Example 13 Synthesis of CMZ 203-85

A mixture of the benzophenone (15 gm, 0.056 moles) and powdered sodium hydroxide (15 gm) in ethanol (150 mL) was stirred and heated to reflux. The heat was removed and zinc dust (15 gm) was added in portions at a rate that kept the mixture at reflux. After the addition was complete, the mixture was heated at reflux for one hour. The reaction mixture was allowed to cool and was then filtered to remove zinc. The zinc washed with ethanol (20 mL) and the combined filtrates were added to water (500 mL). The crystalline white product was isolated by filtration, washed with water and dried. The carbinol was obtained in a yield of 12.1 gm, 80%.

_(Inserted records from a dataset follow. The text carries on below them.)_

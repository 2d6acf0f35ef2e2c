//! Engine observability: gauges, counters and timing quantiles.
//!
//! Timings are kept in fixed-size ring buffers and summarized with a
//! t-digest on demand, so recording stays cheap on the hot path.

use serde::Serialize;
use std::collections::{BTreeMap, VecDeque};
use std::sync::atomic::{AtomicU64, Ordering};
use std::sync::{Mutex, MutexGuard};
use std::time::Duration;
use tdigests::TDigest;

use super::tuning::Tuning;
use crate::db::ErrorKind;

/// Samples kept per timing series.
pub const RING_CAPACITY: usize = 1024;

/// Upper bounds (seconds) of the retry delay histogram; the last bucket is +Inf.
pub const RETRY_DELAY_BOUNDS: [u64; 5] = [1, 5, 15, 30, 60];

const TDIGEST_COMPRESSION: usize = 100;

struct Ring {
    samples: VecDeque<f64>,
}

impl Ring {
    fn new() -> Self {
        Self {
            samples: VecDeque::with_capacity(RING_CAPACITY),
        }
    }

    fn push(&mut self, value: f64) {
        if self.samples.len() == RING_CAPACITY {
            self.samples.pop_front();
        }
        self.samples.push_back(value);
    }

    fn quantiles(&self) -> QuantileSnapshot {
        if self.samples.is_empty() {
            return QuantileSnapshot::default();
        }
        let mut td = TDigest::from_values(self.samples.iter().copied().collect());
        td.compress(TDIGEST_COMPRESSION);
        QuantileSnapshot {
            count: self.samples.len() as u64,
            p50: sanitize_float(td.estimate_quantile(0.50)),
            p95: sanitize_float(td.estimate_quantile(0.95)),
            p99: sanitize_float(td.estimate_quantile(0.99)),
        }
    }
}

#[derive(Debug, Clone, Copy, Default, PartialEq, Serialize)]
pub struct QuantileSnapshot {
    pub count: u64,
    pub p50: f64,
    pub p95: f64,
    pub p99: f64,
}

#[derive(Debug, Clone, PartialEq, Serialize)]
pub struct DelayBucket {
    /// Upper bound in seconds, or "+Inf".
    pub le: String,
    pub count: u64,
}

/// Point-in-time readout of the engine.
#[derive(Debug, Clone, Serialize)]
pub struct EngineStatsSnapshot {
    pub running: bool,
    pub inflight_checks: u64,
    pub peak_inflight_checks: u64,
    pub max_concurrent: usize,
    pub ticks_total: u64,
    pub last_tick_due: u64,
    pub last_tick_started: u64,
    pub last_tick_retries: u64,
    pub checks_total: u64,
    pub checks_failed: u64,
    pub maintenance_skips: u64,
    pub wait_ms: QuantileSnapshot,
    pub attempt_ms: QuantileSnapshot,
    pub errors_by_kind: BTreeMap<String, u64>,
    pub retries_scheduled: u64,
    pub retries_exhausted: u64,
    /// Dispatched retries keyed by their attempt number.
    pub retry_attempts: BTreeMap<u32, u64>,
    pub retry_delay_buckets: Vec<DelayBucket>,
    pub tuning: Tuning,
}

/// Concurrent-safe accumulators shared by every attempt task.
pub struct EngineStats {
    inflight: AtomicU64,
    peak_inflight: AtomicU64,
    ticks_total: AtomicU64,
    last_tick_due: AtomicU64,
    last_tick_started: AtomicU64,
    last_tick_retries: AtomicU64,
    checks_total: AtomicU64,
    checks_failed: AtomicU64,
    maintenance_skips: AtomicU64,
    retries_scheduled: AtomicU64,
    retries_exhausted: AtomicU64,
    retry_delay_buckets: [AtomicU64; RETRY_DELAY_BOUNDS.len() + 1],
    wait_ms: Mutex<Ring>,
    attempt_ms: Mutex<Ring>,
    errors: Mutex<BTreeMap<ErrorKind, u64>>,
    retry_attempts: Mutex<BTreeMap<u32, u64>>,
}

/// Decrements the in-flight gauge on drop.
pub struct InflightGuard<'a> {
    stats: &'a EngineStats,
}

impl Drop for InflightGuard<'_> {
    fn drop(&mut self) {
        self.stats.inflight.fetch_sub(1, Ordering::SeqCst);
    }
}

impl Default for EngineStats {
    fn default() -> Self {
        Self::new()
    }
}

impl EngineStats {
    pub fn new() -> Self {
        Self {
            inflight: AtomicU64::new(0),
            peak_inflight: AtomicU64::new(0),
            ticks_total: AtomicU64::new(0),
            last_tick_due: AtomicU64::new(0),
            last_tick_started: AtomicU64::new(0),
            last_tick_retries: AtomicU64::new(0),
            checks_total: AtomicU64::new(0),
            checks_failed: AtomicU64::new(0),
            maintenance_skips: AtomicU64::new(0),
            retries_scheduled: AtomicU64::new(0),
            retries_exhausted: AtomicU64::new(0),
            retry_delay_buckets: Default::default(),
            wait_ms: Mutex::new(Ring::new()),
            attempt_ms: Mutex::new(Ring::new()),
            errors: Mutex::new(BTreeMap::new()),
            retry_attempts: Mutex::new(BTreeMap::new()),
        }
    }

    /// Mark an attempt as in flight until the guard drops.
    pub fn begin_attempt(&self) -> InflightGuard<'_> {
        let now = self.inflight.fetch_add(1, Ordering::SeqCst) + 1;
        self.peak_inflight.fetch_max(now, Ordering::SeqCst);
        InflightGuard { stats: self }
    }

    pub fn inflight(&self) -> u64 {
        self.inflight.load(Ordering::SeqCst)
    }

    pub fn record_tick(&self, due: usize, started: usize, retries: usize) {
        self.ticks_total.fetch_add(1, Ordering::Relaxed);
        self.last_tick_due.store(due as u64, Ordering::Relaxed);
        self.last_tick_started.store(started as u64, Ordering::Relaxed);
        self.last_tick_retries.store(retries as u64, Ordering::Relaxed);
    }

    pub fn record_wait(&self, wait: Duration) {
        lock(&self.wait_ms).push(wait.as_secs_f64() * 1000.0);
    }

    /// Record a finished attempt and its error kind, if it failed.
    pub fn record_attempt(&self, elapsed: Duration, kind: Option<ErrorKind>) {
        self.checks_total.fetch_add(1, Ordering::Relaxed);
        lock(&self.attempt_ms).push(elapsed.as_secs_f64() * 1000.0);
        if let Some(kind) = kind {
            self.checks_failed.fetch_add(1, Ordering::Relaxed);
            *lock(&self.errors).entry(kind).or_insert(0) += 1;
        }
    }

    pub fn record_maintenance_skip(&self) {
        self.maintenance_skips.fetch_add(1, Ordering::Relaxed);
    }

    /// A retry was dispatched as its `attempt`-th retry.
    pub fn record_retry_dispatch(&self, attempt: u32) {
        *lock(&self.retry_attempts).entry(attempt).or_insert(0) += 1;
    }

    pub fn record_retry_scheduled(&self, delay: Duration) {
        self.retries_scheduled.fetch_add(1, Ordering::Relaxed);
        let secs = delay.as_secs_f64();
        let idx = RETRY_DELAY_BOUNDS
            .iter()
            .position(|bound| secs <= *bound as f64)
            .unwrap_or(RETRY_DELAY_BOUNDS.len());
        self.retry_delay_buckets[idx].fetch_add(1, Ordering::Relaxed);
    }

    pub fn record_retry_exhausted(&self) {
        self.retries_exhausted.fetch_add(1, Ordering::Relaxed);
    }

    pub fn snapshot(&self, max_concurrent: usize, running: bool, tuning: Tuning) -> EngineStatsSnapshot {
        let mut retry_delay_buckets: Vec<DelayBucket> = RETRY_DELAY_BOUNDS
            .iter()
            .zip(self.retry_delay_buckets.iter())
            .map(|(bound, count)| DelayBucket {
                le: bound.to_string(),
                count: count.load(Ordering::Relaxed),
            })
            .collect();
        retry_delay_buckets.push(DelayBucket {
            le: "+Inf".to_string(),
            count: self.retry_delay_buckets[RETRY_DELAY_BOUNDS.len()].load(Ordering::Relaxed),
        });

        EngineStatsSnapshot {
            running,
            inflight_checks: self.inflight.load(Ordering::SeqCst),
            peak_inflight_checks: self.peak_inflight.load(Ordering::SeqCst),
            max_concurrent,
            ticks_total: self.ticks_total.load(Ordering::Relaxed),
            last_tick_due: self.last_tick_due.load(Ordering::Relaxed),
            last_tick_started: self.last_tick_started.load(Ordering::Relaxed),
            last_tick_retries: self.last_tick_retries.load(Ordering::Relaxed),
            checks_total: self.checks_total.load(Ordering::Relaxed),
            checks_failed: self.checks_failed.load(Ordering::Relaxed),
            maintenance_skips: self.maintenance_skips.load(Ordering::Relaxed),
            wait_ms: lock(&self.wait_ms).quantiles(),
            attempt_ms: lock(&self.attempt_ms).quantiles(),
            errors_by_kind: lock(&self.errors)
                .iter()
                .map(|(k, v)| (k.as_str().to_string(), *v))
                .collect(),
            retries_scheduled: self.retries_scheduled.load(Ordering::Relaxed),
            retries_exhausted: self.retries_exhausted.load(Ordering::Relaxed),
            retry_attempts: lock(&self.retry_attempts).clone(),
            retry_delay_buckets,
            tuning,
        }
    }
}

fn lock<T>(m: &Mutex<T>) -> MutexGuard<'_, T> {
    m.lock().unwrap_or_else(|e| e.into_inner())
}

fn sanitize_float(f: f64) -> f64 {
    if f.is_nan() || f.is_infinite() {
        0.0
    } else {
        f
    }
}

A solution of the carbinol (1.13 gm, 4.18×10−3 moles) in NMP (10 mL) was stirred under nitrogen as a sodium hydride dispersion (0.336 gm of 60%, 8.36×10−3 moles) was added. This mixture was stirred at 65° C. until hydrogen evolution stopped. Then 2-(dimethylamino)ethyl chloride hydrochloride (0.602 gm, 4.18×10−3 moles) was added and stirring at 65° C. was continued for one hour. The addition of identical portions of sodium hydride dispersion and 2-(dimethylamino)ethyl chloride hydrochloride was done twice more at one hour intervals. After the last addition, the mixture was stirred and heated for two hours and then cooled. The mixture was poured into 10% sodium hydroxide solution (200 mL) and this suspension was extracted with methylene chloride (2×100 mL). The combined extracts were washed with 10% sodium hydroxide solution (100 mL) and were then stripped under vacuum to give the crude product contaminated with some NMP as well as a small amount of starting material. The product was purified by chromatography on silica using 20% methanol in methylene chloride to elute the impurities. The product was then eluted with 20% methanol in methylene chloride containing 1% diethylamine. The yield of CMZ 203-85 was 0.540 gm, 37% as a light brown oil.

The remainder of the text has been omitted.